| HOW TO COMPLETE THIS TASK |
Nothing should be left out when you copy the entries below.

| Stored data |
* * *

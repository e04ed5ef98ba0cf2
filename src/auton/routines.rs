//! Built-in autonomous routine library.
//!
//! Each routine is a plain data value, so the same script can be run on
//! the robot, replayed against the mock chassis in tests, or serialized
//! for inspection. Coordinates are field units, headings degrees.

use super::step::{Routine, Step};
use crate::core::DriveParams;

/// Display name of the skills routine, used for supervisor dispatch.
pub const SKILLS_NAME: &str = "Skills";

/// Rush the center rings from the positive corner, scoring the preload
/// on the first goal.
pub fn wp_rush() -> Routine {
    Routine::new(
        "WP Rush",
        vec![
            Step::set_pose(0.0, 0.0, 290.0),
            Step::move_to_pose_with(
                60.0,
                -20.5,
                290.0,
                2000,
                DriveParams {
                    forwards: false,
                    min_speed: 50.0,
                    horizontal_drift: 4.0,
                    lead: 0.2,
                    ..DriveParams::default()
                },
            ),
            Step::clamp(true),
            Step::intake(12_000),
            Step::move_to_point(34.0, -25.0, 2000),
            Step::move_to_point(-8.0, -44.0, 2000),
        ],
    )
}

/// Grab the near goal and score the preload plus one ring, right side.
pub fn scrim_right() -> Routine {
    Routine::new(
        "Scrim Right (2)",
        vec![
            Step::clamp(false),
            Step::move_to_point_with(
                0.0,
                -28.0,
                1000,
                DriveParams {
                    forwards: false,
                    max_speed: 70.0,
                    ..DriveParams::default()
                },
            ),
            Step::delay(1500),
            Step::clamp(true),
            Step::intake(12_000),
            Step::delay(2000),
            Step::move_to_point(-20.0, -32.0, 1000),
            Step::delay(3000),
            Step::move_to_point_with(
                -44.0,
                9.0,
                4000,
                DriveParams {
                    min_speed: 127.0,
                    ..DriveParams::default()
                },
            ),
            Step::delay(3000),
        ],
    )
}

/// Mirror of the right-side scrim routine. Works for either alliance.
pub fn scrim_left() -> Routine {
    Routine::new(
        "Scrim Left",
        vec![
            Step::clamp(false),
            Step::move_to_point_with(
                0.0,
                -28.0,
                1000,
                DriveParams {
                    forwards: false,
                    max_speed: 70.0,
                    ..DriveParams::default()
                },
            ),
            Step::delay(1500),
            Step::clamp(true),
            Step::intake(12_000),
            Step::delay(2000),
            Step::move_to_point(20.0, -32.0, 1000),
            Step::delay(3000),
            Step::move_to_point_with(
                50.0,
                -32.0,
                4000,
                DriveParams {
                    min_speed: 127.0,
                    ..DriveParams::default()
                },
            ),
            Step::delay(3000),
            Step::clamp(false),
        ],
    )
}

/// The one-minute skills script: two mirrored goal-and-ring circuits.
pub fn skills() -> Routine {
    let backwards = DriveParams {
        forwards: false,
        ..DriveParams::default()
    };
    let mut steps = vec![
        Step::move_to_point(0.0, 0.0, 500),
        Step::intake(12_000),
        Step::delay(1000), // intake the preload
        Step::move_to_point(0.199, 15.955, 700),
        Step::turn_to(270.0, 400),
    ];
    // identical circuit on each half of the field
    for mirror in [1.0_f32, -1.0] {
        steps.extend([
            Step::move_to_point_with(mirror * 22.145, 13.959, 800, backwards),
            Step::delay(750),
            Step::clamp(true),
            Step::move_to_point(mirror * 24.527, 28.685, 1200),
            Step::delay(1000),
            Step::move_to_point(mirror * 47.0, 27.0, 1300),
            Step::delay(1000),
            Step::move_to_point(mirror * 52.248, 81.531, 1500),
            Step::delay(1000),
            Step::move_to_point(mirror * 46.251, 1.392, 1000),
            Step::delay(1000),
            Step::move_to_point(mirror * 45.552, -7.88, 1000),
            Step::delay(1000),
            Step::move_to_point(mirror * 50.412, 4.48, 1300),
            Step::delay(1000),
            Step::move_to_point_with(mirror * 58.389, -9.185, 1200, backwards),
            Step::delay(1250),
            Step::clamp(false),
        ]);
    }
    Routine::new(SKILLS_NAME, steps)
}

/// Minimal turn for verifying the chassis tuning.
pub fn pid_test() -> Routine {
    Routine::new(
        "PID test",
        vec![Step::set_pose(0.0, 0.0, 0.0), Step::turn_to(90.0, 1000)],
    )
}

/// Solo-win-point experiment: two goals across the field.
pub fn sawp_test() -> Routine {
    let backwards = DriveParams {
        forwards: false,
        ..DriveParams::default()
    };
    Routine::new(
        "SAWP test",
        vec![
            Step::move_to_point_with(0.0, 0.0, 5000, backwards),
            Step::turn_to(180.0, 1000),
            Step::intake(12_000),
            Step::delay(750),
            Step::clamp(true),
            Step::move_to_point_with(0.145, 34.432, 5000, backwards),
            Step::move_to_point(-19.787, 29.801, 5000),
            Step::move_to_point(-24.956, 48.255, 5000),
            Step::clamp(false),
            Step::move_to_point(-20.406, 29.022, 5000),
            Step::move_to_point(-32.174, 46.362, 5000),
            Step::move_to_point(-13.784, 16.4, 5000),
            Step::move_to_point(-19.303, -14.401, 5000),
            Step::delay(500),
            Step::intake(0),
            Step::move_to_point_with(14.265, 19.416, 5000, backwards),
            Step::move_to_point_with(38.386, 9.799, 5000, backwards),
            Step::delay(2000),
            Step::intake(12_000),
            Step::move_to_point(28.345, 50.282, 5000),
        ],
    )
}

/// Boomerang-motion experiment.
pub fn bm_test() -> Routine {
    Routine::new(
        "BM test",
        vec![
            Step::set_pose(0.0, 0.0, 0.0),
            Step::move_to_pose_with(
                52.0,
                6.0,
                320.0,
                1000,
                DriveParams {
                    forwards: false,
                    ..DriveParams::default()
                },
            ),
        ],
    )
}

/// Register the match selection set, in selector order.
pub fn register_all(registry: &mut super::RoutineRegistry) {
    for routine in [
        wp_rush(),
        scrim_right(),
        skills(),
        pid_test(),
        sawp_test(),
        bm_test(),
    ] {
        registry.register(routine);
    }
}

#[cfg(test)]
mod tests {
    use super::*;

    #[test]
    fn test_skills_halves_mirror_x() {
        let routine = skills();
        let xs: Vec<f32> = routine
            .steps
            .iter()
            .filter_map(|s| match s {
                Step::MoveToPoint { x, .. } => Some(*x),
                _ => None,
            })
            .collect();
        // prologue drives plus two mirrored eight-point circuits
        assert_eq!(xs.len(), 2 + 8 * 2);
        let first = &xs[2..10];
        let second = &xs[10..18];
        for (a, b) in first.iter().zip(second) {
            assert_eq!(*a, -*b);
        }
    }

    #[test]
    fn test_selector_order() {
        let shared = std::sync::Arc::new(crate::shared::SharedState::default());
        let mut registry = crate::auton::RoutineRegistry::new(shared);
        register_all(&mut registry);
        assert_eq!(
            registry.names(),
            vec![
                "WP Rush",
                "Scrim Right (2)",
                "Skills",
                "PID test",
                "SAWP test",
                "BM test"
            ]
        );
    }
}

* * *

| TASK RESULT |
repository e04ed5ef98ba0cf2
filename src/auton/routines.rs
//! Built-in autonomous routine library.
//!
//! Each routine is a plain data value, so the same script can be run on
//! the robot, replayed against the mock chassis in tests, or serialized
//! for inspection. Coordinates are field units, headings degrees.

use super::step::{Routine, Step};
use crate::core::DriveParams;

/// Display name of the skills routine, used for supervisor dispatch.
pub const SKILLS_NAME: &str = "Skills";

/// Rush the center rings from the positive corner, scoring the preload
/// on the first goal.
pub fn wp_rush() -> Routine {
    Routine::new(
        "WP Rush",
        vec![
            Step::set_pose(0.0, 0.0, 290.0),
            Step::move_to_pose_with(
                60.0,
                -20.5,
                290.0,
                2000,
                DriveParams {
                    forwards: false,
                    min_speed: 50.0,
                    horizontal_drift: 4.0,
                    lead: 0.2,
                    ..DriveParams::default()
                },
            ),
            Step::clamp(true),
            Step::intake(12_000),
            Step::move_to_point(34.0, -25.0, 2000),
            Step::move_to_point(-8.0, -44.0, 2000),
        ],
    )
}

/// Grab the near goal and score the preload plus one ring, right side.
pub fn scrim_right() -> Routine {
    Routine::new(
        "Scrim Right (2)",
        vec![
            Step::clamp(false),
            Step::move_to_point_with(
                0.0,
                -28.0,
                1000,
                DriveParams {
                    forwards: false,
                    max_speed: 70.0,
                    ..DriveParams::default()
                },
            ),
            Step::delay(1500),
            Step::clamp(true),
            Step::intake(12_000),
            Step::delay(2000),
            Step::move_to_point(-20.0, -32.0, 1000),
            Step::delay(3000),
            Step::move_to_point_with(
                -44.0,
                9.0,
                4000,
                DriveParams {
                    min_speed: 127.0,
                    ..DriveParams::default()
                },
            ),
            Step::delay(3000),
        ],
    )
}

/// Mirror of the right-side scrim routine. Works for either alliance.
pub fn scrim_left() -> Routine {
    Routine::new(
        "Scrim Left",
        vec![
            Step::clamp(false),
            Step::move_to_point_with(
                0.0,
                -28.0,
                1000,
                DriveParams {
                    forwards: false,
                    max_speed: 70.0,
                    ..DriveParams::default()
                },
            ),
            Step::delay(1500),
            Step::clamp(true),
            Step::intake(12_000),
            Step::delay(2000),
            Step::move_to_point(20.0, -32.0, 1000),
            Step::delay(3000),
            Step::move_to_point_with(
                50.0,
                -32.0,
                4000,
                DriveParams {
                    min_speed: 127.0,
                    ..DriveParams::default()
                },
            ),
            Step::delay(3000),
            Step::clamp(false),
        ],
    )
}

/// The one-minute skills script: two mirrored goal-and-ring circuits.
pub fn skills() -> Routine {
    let backwards = DriveParams {
        forwards: false,
        ..DriveParams::default()
    };
    let mut steps = vec![
        Step::move_to_point(0.0, 0.0, 500),
        Step::intake(12_000),
        Step::delay(1000), // intake the preload
        Step::move_to_point(0.199, 15.955, 700),
        Step::turn_to(270.0, 400),
    ];
    // identical circuit on each half of the field
    for mirror in [1.0_f32, -1.0] {
        steps.extend([
            Step::move_to_point_with(mirror * 22.145, 13.959, 800, backwards),
            Step::delay(750),
            Step::clamp(true),
            Step::move_to_point(mirror * 24.527, 28.685, 1200),
            Step::delay(1000),
            Step::move_to_point(mirror * 47.0, 27.0, 1300),
            Step::delay(1000),
            Step::move_to_point(mirror * 52.248, 81.531, 1500),
            Step::delay(1000),
            Step::move_to_point(mirror * 46.251, 1.392, 1000),
            Step::delay(1000),
            Step::move_to_point(mirror * 45.552, -7.88, 1000),
            Step::delay(1000),
            Step::move_to_point(mirror * 50.412, 4.48, 1300),
            Step::delay(1000),
            Step::move_to_point_with(mirror * 58.389, -9.185, 1200, backwards),
            Step::delay(1250),
            Step::clamp(false),
        ]);
    }
    Routine::new(SKILLS_NAME, steps)
}

/// Minimal turn for verifying the chassis tuning.
pub fn pid_test() -> Routine {
    Routine::new(
        "PID test",
        vec![Step::set_pose(0.0, 0.0, 0.0), Step::turn_to(90.0, 1000)],
    )
}

/// Solo-win-point experiment: two goals across the field.
pub fn sawp_test() -> Routine {
    let backwards = DriveParams {
        forwards: false,
        ..DriveParams::default()
    };
    Routine::new(
        "SAWP test",
        vec![
            Step::move_to_point_with(0.0, 0.0, 5000, backwards),
            Step::turn_to(180.0, 1000),
            Step::intake(12_000),
            Step::delay(750),
            Step::clamp(true),
            Step::move_to_point_with(0.145, 34.432, 5000, backwards),
            Step::move_to_point(-19.787, 29.801, 5000),
            Step::move_to_point(-24.956, 48.255, 5000),
            Step::clamp(false),
            Step::move_to_point(-20.406, 29.022, 5000),
            Step::move_to_point(-32.174, 46.362, 5000),
            Step::move_to_point(-13.784, 16.4, 5000),
            Step::move_to_point(-19.303, -14.401, 5000),
            Step::delay(500),
            Step::intake(0),
            Step::move_to_point_with(14.265, 19.416, 5000, backwards),
            Step::move_to_point_with(38.386, 9.799, 5000, backwards),
            Step::delay(2000),
            Step::intake(12_000),
            Step::move_to_point(28.345, 50.282, 5000),
        ],
    )
}

/// Boomerang-motion experiment.
pub fn bm_test() -> Routine {
    Routine::new(
        "BM test",
        vec![
            Step::set_pose(0.0, 0.0, 0.0),
            Step::move_to_pose_with(
                52.0,
                6.0,
                320.0,
                1000,
                DriveParams {
                    forwards: false,
                    ..DriveParams::default()
                },
            ),
        ],
    )
}

/// Register the match selection set, in selector order.
pub fn register_all(registry: &mut super::RoutineRegistry) {
    for routine in [
        wp_rush(),
        scrim_right(),
        skills(),
        pid_test(),
        sawp_test(),
        bm_test(),
    ] {
        registry.register(routine);
    }
}

#[cfg(test)]
mod tests {
    use super::*;

    #[test]
    fn test_skills_halves_mirror_x() {
        let routine = skills();
        let xs: Vec<f32> = routine
            .steps
            .iter()
            .filter_map(|s| match s {
                Step::MoveToPoint { x, .. } => Some(*x),
                _ => None,
            })
            .collect();
        // prologue drives plus two mirrored eight-point circuits
        assert_eq!(xs.len(), 2 + 8 * 2);
        let first = &xs[2..10];
        let second = &xs[10..18];
        for (a, b) in first.iter().zip(second) {
            assert_eq!(*a, -*b);
        }
    }

    #[test]
    fn test_selector_order() {
        let shared = std::sync::Arc::new(crate::shared::SharedState::default());
        let mut registry = crate::auton::RoutineRegistry::new(shared);
        register_all(&mut registry);
        assert_eq!(
            registry.names(),
            vec![
                "WP Rush",
                "Scrim Right (2)",
                "Skills",
                "PID test",
                "SAWP test",
                "BM test"
            ]
        );
    }
}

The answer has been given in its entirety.